Now, every time you click on Build (not just Run) with this configuration, the project will be built, instrumented and optionally a report will be generated. Note that in case the project has been built before this configuration was performed, it will be required to execute the Clean Build step before building, so that the coverage measurement data will be generated.

Also keep in mind that when there was an error and one of the build steps exits with a non-zero exit status code, Qt Creator stops the build and displays the error message of the executable that failed, instead of continuing the build. This means that if a unit test fails, instead of cmcsexeimport running and importing the execution as a failed execution, cmcsexeimport does not run at all until the test case failure was fixed.

qmake

qmake is a tool to generate a Makefile in a platform-independent way, using as specification a so-called "project file". By default, qmake chooses the programs that are used for compilation. We can use the Squish Coco wrappers by setting some of qmake's variables to new values. This can be done via command line parameters or by editing the project configuration files.

Command line.

In simple cases, we can do this on the command line. There are two methods.

  • The first method works with older versions of Qt. In it, one passes the names of the Squish Coco wrappers as parameters to qmake. Under Windows this looks like
                C:\code>qmake QMAKE_LINK=cslink QMAKE_CXX=cscl QMAKE_CC=cscl

    Here we redefine the variables QMAKE_CC, QMAKE_CXX and QMAKE_LINK: They contain the name of the C compiler, the C++ compiler and the linker that are used in the Makefiles generated by qmake.

    For other platforms, the values of these variables must be replaced with the wrappers for the compilers and linker that are used there.

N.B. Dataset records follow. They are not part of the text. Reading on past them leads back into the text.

//! `tilepack`: inspect, create and verify level files.

mod args;
mod config;
mod tree;

use std::path::{Path, PathBuf};
use std::process::ExitCode;

use clap::Parser;
use thiserror::Error;
use tilepack_codec::{DecodeError, EncodeError, RegistrationError, RegistryBuilder, TypeRegistry};
use tilepack_level::level::level_file_name;
use tilepack_level::{LevelError, Map, TILE_SIZE, TilesetCache, register_level_types, save_level};

use crate::args::{Args, Command};
use crate::config::{InspectConfig, load_config};

#[derive(Error, Debug)]
enum InspectError {
    #[error("{0}")]
    Config(String),
    #[error("failed to read {}: {source}", path.display())]
    Read {
        path: PathBuf,
        #[source]
        source: std::io::Error,
    },
    #[error("{} already exists, pass --force to replace it", .0.display())]
    Exists(PathBuf),
    #[error(transparent)]
    Registration(#[from] RegistrationError),
    #[error("{}: {source}", path.display())]
    Decode {
        path: PathBuf,
        #[source]
        source: DecodeError,
    },
    #[error(transparent)]
    Encode(#[from] EncodeError),
    #[error(transparent)]
    Level(#[from] LevelError),
}

fn main() -> ExitCode {
    env_logger::Builder::from_env(env_logger::Env::default().default_filter_or("info")).init();

    let args = Args::parse();
    match run(args) {
        Ok(true) => ExitCode::SUCCESS,
        Ok(false) => ExitCode::FAILURE,
        Err(e) => {
            log::error!("{e}");
            ExitCode::FAILURE
        }
    }
}

/// Returns `false` when the command ran but its check did not pass.
fn run(args: Args) -> Result<bool, InspectError> {
    let config = match &args.config {
        Some(path) => load_config(path).map_err(InspectError::Config)?,
        None => InspectConfig::default(),
    };
    let tileset_dir = args
        .tileset_dir
        .or(config.tileset_dir)
        .unwrap_or_else(|| PathBuf::from("."));
    let registry = build_registry(config.codec, tileset_dir)?;

    match args.command {
        Command::Show { file, depth } => show(&registry, &file, depth),
        Command::New {
            file,
            width,
            height,
            tileset,
            force,
        } => create(&registry, &file, width, height, &tileset, force),
        Command::Check { file } => check(&registry, &file),
    }
}

fn build_registry(
    codec: tilepack_codec::CodecConfig,
    tileset_dir: PathBuf,
) -> Result<TypeRegistry, InspectError> {
    let mut builder = RegistryBuilder::new();
    register_level_types(&mut builder)?;
    builder
        .insert_resource(TilesetCache::new(tileset_dir))
        .with_config(codec);
    Ok(builder.build())
}

fn read_file(path: &Path) -> Result<Vec<u8>, InspectError> {
    std::fs::read(path).map_err(|source| InspectError::Read {
        path: path.to_owned(),
        source,
    })
}

fn show(registry: &TypeRegistry, path: &Path, depth: Option<usize>) -> Result<bool, InspectError> {
    let bytes = read_file(path)?;
    let (value, end) = registry
        .deserialize(&bytes, 0)
        .map_err(|source| InspectError::Decode {
            path: path.to_owned(),
            source,
        })?;
    print!("{}", tree::render(&value, depth));
    if end != bytes.len() {
        log::warn!("{} bytes after the first value were not shown", bytes.len() - end);
    }
    Ok(true)
}

fn create(
    registry: &TypeRegistry,
    path: &Path,
    width: usize,
    height: usize,
    tileset: &str,
    force: bool,
) -> Result<bool, InspectError> {
    if path.exists() && !force {
        return Err(InspectError::Exists(path.to_owned()));
    }
    let cache = registry
        .resource::<TilesetCache>()
        .ok_or_else(|| InspectError::Config("tileset cache is not configured".into()))?;
    let map = Map::with_size(cache, width, height, tileset);
    save_level(path, &map, registry)?;

    let is_level_name = path
        .file_name()
        .and_then(|name| name.to_str())
        .is_some_and(|name| {
            name.strip_prefix("level")
                .and_then(|n| n.parse::<u32>().ok())
                .is_some_and(|n| level_file_name(n) == name)
        });
    if !is_level_name {
        log::info!("The editor only opens files named level0, level1, ...");
    }
    log::info!(
        "{width}x{height} tiles ({}x{} px) on tileset \"{tileset}\"",
        width * TILE_SIZE.0 as usize,
        height * TILE_SIZE.1 as usize
    );
    Ok(true)
}

fn check(registry: &TypeRegistry, path: &Path) -> Result<bool, InspectError> {
    let bytes = read_file(path)?;
    let (value, end) = registry
        .deserialize(&bytes, 0)
        .map_err(|source| InspectError::Decode {
            path: path.to_owned(),
            source,
        })?;
    let reencoded = registry.serialize(&value)?;

    let original = &bytes[..end];
    if reencoded == original && end == bytes.len() {
        log::info!("{}: {} bytes, re-encodes identically", path.display(), end);
        return Ok(true);
    }

    if end != bytes.len() {
        log::warn!("{}: {} trailing bytes after the value", path.display(), bytes.len() - end);
    }
    if reencoded != original {
        let first_diff = original
            .iter()
            .zip(&reencoded)
            .position(|(a, b)| a != b)
            .unwrap_or(original.len().min(reencoded.len()));
        log::warn!(
            "{}: re-encoding differs at offset {first_diff} ({} bytes read, {} written)",
            path.display(),
            original.len(),
            reencoded.len()
        );
    }
    Ok(false)
}

#[cfg(test)]
mod tests {
    use super::*;

    fn temp_file(name: &str) -> PathBuf {
        let dir = std::env::temp_dir().join(format!("tilepack-inspect-{}", std::process::id()));
        std::fs::create_dir_all(&dir).unwrap();
        dir.join(name)
    }

    fn registry() -> TypeRegistry {
        build_registry(Default::default(), PathBuf::from(".")).unwrap()
    }

    #[test]
    fn new_then_check() {
        let registry = registry();
        let path = temp_file("level0");
        let _ = std::fs::remove_file(&path);

        assert!(create(&registry, &path, 4, 2, "cave", false).unwrap());
        assert!(matches!(
            create(&registry, &path, 4, 2, "cave", false),
            Err(InspectError::Exists(_))
        ));
        assert!(check(&registry, &path).unwrap());
        assert!(show(&registry, &path, Some(1)).unwrap());

        let _ = std::fs::remove_file(&path);
    }

    #[test]
    fn check_flags_trailing_bytes() {
        let registry = registry();
        let path = temp_file("trailing");
        let mut bytes = registry.serialize(&tilepack_codec::Value::Int(1)).unwrap();
        bytes.push(b'N');
        std::fs::write(&path, &bytes).unwrap();

        assert!(!check(&registry, &path).unwrap());
        let _ = std::fs::remove_file(&path);
    }

    #[test]
    fn corrupt_file_is_a_decode_error() {
        let registry = registry();
        let path = temp_file("corrupt");
        std::fs::write(&path, b"sI\x80").unwrap();

        assert!(matches!(
            check(&registry, &path),
            Err(InspectError::Decode {
                source: DecodeError::TruncatedBuffer { .. },
                ..
            })
        ));
        let _ = std::fs::remove_file(&path);
    }
}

  • In some newer versions of Qt there is a bug in qmake that makes the previous approach unusable. In this case, one can overwrite the compiler versions later, when the Makefile generated by qmake is used for compilation. In every call of the make program, certain Makefile variables must be overwritten. Under Microsoft® Windows, the resulting command line is:
    
                C:\code>nmake LINK=cslink CXX=cscl CC=cscl other options
                

    (Under UNIX®-like systems, make must be called instead of nmake.)

Project configuration.

In more complex cases it is better to enable coverage by putting some declarations in the qmake project files. Since one needs to build the project with and without coverage, the new definitions must be put into a scope. (A scope is a region in a qmake project file that can be activated on demand.)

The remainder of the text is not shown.